For the records below, print the lines from the line with "filename canada-post/src/error.rs" through the line with "Interpret the text" exactly as written; include both end lines and exclude the rest.

Collected data entries:
####################

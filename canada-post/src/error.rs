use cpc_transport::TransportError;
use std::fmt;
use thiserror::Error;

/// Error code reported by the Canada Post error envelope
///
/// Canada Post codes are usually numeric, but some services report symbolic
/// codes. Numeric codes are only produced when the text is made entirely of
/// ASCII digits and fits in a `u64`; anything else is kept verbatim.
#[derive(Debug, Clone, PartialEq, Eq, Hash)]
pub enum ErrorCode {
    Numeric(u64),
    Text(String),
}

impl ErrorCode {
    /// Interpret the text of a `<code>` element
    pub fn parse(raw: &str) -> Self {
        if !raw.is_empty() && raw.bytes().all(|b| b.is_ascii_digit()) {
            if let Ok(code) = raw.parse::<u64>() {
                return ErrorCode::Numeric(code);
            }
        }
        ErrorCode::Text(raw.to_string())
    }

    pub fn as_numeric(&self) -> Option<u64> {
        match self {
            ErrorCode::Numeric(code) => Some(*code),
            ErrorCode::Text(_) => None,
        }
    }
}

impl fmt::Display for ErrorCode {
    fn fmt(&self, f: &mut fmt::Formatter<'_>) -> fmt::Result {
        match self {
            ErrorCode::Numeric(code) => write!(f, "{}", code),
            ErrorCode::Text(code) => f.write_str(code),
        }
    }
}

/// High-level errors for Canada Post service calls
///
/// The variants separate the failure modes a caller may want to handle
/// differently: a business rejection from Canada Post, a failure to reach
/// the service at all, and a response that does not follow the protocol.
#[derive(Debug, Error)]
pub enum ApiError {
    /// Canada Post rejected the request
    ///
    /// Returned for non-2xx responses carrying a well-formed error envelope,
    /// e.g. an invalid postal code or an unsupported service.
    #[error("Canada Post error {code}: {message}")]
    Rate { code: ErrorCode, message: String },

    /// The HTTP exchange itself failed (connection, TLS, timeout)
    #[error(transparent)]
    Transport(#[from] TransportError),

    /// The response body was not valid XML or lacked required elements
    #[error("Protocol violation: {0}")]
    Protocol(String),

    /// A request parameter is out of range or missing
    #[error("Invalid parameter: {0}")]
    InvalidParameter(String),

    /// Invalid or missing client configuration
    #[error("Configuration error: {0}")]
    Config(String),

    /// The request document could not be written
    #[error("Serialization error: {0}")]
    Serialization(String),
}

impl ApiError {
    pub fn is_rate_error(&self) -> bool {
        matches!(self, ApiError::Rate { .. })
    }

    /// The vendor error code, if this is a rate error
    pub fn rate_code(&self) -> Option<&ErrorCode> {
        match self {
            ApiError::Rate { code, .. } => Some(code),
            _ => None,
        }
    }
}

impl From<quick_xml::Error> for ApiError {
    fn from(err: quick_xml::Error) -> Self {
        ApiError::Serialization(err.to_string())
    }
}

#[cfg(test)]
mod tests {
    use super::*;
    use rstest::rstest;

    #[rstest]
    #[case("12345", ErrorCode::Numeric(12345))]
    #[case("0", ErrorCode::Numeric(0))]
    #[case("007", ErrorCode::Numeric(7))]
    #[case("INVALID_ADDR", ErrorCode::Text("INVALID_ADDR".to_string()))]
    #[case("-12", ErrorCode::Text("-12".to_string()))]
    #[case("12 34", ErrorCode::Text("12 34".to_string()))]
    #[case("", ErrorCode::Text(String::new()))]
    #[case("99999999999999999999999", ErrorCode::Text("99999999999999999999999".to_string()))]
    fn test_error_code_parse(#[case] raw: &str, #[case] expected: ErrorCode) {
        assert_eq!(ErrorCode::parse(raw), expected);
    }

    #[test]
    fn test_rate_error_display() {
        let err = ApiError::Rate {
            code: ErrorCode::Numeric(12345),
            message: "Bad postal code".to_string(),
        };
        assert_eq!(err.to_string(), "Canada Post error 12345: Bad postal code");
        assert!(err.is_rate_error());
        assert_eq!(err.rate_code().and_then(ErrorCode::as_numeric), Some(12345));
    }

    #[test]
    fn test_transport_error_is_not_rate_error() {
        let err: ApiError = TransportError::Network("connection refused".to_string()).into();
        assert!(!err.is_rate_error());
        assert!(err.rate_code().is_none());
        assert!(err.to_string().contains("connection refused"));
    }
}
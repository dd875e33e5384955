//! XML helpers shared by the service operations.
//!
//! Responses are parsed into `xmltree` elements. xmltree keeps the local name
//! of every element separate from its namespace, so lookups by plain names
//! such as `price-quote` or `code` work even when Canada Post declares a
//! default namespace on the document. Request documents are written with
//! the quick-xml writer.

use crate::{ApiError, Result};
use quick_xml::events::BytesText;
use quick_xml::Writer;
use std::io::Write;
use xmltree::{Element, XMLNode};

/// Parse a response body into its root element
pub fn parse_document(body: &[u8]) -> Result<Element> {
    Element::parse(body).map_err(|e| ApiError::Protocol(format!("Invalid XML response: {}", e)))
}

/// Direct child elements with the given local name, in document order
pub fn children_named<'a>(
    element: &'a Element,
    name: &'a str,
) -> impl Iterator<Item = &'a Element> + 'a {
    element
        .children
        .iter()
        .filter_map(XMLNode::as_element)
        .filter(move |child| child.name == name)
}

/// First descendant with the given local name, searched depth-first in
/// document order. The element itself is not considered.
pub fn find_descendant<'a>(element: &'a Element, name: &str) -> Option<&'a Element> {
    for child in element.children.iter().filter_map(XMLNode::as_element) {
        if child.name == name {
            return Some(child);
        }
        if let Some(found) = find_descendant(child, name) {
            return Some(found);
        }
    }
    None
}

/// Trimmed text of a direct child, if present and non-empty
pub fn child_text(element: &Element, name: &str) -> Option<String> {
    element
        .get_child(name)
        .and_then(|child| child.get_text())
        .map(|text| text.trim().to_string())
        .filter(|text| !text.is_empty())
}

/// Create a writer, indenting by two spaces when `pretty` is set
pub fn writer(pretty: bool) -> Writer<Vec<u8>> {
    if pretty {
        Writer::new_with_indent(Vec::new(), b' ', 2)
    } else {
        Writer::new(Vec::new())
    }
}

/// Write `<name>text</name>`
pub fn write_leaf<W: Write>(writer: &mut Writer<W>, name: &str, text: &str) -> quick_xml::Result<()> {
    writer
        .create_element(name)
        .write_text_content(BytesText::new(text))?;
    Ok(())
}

####################

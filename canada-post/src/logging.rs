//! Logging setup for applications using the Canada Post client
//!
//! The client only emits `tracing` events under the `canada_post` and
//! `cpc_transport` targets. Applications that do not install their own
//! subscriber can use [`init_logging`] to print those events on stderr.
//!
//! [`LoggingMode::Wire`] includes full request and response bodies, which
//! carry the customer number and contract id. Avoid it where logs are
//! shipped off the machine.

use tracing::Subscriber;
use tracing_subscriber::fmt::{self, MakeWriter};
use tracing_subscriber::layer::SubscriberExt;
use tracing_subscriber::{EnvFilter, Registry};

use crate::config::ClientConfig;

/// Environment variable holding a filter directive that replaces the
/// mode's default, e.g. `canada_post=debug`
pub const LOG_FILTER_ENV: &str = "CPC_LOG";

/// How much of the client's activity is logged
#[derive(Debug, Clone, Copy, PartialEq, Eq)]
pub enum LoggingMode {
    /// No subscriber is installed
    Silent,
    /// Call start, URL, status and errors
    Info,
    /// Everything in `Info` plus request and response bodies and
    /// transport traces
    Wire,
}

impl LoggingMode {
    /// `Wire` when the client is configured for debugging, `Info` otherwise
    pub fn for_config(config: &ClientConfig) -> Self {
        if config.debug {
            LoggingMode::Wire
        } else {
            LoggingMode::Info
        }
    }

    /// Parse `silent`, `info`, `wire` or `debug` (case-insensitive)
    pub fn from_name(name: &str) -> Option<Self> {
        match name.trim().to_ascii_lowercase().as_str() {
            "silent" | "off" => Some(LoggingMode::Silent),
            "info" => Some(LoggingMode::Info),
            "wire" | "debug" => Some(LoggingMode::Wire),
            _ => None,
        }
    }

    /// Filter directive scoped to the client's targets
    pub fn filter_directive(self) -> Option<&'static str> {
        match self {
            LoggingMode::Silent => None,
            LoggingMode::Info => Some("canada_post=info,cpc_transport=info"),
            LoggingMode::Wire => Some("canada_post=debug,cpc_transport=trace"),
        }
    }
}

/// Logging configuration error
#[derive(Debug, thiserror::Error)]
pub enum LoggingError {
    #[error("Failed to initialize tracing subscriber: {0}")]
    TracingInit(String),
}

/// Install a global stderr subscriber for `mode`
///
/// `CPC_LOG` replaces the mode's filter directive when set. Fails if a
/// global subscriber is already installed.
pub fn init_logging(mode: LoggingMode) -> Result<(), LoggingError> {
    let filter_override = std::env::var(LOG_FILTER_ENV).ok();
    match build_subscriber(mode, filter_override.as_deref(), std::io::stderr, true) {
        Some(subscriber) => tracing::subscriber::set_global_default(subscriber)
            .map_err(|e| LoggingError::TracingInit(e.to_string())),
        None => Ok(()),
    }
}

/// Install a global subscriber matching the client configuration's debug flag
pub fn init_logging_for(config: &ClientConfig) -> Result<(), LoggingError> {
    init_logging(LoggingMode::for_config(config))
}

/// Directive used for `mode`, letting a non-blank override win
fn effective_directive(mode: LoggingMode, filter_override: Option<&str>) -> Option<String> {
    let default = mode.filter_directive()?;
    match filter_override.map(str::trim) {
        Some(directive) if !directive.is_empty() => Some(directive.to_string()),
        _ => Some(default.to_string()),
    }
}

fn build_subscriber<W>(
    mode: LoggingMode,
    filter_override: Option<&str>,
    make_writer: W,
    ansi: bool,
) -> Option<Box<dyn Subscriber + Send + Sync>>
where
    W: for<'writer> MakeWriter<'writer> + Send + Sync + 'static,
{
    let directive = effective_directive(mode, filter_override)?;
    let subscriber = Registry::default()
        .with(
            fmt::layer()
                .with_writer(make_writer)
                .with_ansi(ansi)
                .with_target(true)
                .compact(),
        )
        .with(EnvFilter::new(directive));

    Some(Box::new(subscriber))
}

####################

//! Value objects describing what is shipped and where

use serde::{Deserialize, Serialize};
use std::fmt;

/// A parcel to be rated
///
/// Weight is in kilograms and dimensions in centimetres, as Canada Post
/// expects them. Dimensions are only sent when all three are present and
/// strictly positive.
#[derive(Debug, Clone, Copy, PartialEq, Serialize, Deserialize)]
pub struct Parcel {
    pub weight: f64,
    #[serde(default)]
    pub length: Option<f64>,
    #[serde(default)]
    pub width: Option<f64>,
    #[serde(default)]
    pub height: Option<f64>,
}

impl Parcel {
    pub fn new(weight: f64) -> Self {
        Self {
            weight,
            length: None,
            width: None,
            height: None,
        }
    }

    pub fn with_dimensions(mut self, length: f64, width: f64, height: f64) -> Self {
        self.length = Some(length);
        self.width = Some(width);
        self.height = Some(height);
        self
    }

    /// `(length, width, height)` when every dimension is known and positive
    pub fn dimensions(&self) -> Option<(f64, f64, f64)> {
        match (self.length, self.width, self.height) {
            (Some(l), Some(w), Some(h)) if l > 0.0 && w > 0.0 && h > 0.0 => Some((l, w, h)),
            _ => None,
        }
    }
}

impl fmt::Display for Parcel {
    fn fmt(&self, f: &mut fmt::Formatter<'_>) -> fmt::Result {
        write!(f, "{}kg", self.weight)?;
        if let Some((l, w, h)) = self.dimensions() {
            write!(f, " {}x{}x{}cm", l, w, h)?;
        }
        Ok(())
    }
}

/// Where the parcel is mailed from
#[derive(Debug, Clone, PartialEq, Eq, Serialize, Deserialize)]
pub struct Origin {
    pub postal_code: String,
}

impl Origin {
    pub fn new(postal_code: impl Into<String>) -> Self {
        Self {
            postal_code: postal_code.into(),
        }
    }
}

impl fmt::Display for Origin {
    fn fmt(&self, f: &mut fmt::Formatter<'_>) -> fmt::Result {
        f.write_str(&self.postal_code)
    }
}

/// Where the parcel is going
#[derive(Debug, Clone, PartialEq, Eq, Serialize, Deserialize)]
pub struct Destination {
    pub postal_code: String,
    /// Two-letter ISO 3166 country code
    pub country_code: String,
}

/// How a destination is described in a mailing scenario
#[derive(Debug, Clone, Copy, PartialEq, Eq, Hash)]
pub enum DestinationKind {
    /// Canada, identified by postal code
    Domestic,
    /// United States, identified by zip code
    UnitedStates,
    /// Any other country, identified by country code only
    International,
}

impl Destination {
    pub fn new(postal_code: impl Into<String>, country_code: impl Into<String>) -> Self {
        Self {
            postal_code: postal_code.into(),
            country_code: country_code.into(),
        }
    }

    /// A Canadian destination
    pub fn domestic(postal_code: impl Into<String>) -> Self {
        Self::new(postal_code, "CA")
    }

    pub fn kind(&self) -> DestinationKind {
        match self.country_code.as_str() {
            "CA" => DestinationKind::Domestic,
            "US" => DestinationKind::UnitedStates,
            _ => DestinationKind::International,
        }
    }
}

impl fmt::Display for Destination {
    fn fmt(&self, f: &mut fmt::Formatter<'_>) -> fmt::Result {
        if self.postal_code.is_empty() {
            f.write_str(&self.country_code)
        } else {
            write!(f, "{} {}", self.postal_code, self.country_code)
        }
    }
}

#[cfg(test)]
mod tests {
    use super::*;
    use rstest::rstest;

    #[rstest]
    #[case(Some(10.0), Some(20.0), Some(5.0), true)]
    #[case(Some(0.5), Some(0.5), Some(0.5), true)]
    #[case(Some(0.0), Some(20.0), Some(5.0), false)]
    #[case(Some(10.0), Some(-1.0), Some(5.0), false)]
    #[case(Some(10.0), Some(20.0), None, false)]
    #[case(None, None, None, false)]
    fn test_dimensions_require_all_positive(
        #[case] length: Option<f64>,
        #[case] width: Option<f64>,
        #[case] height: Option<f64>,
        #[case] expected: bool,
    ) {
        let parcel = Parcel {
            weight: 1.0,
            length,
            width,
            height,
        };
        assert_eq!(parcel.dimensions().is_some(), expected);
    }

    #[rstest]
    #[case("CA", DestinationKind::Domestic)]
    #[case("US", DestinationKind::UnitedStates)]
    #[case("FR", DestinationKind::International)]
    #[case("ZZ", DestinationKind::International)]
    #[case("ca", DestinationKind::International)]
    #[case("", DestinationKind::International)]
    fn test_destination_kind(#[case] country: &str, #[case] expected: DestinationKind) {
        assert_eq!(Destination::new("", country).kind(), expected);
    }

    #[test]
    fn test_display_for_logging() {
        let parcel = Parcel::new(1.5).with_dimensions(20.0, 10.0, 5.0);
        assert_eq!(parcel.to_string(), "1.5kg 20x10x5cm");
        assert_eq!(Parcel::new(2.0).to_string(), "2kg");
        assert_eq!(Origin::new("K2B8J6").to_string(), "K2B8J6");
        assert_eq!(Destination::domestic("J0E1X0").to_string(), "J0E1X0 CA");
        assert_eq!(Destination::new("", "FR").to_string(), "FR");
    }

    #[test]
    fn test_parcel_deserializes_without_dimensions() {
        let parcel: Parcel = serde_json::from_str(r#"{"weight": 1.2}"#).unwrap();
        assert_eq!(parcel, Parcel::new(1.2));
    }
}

####################

Result =>
filename canada-post/src/error.rs
use cpc_transport::TransportError;
use std::fmt;
use thiserror::Error;

/// Error code reported by the Canada Post error envelope
///
/// Canada Post codes are usually numeric, but some services report symbolic
/// codes. Numeric codes are only produced when the text is made entirely of
/// ASCII digits and fits in a `u64`; anything else is kept verbatim.
#[derive(Debug, Clone, PartialEq, Eq, Hash)]
pub enum ErrorCode {
    Numeric(u64),
    Text(String),
}

impl ErrorCode {
    /// Interpret the text of a `<code>` element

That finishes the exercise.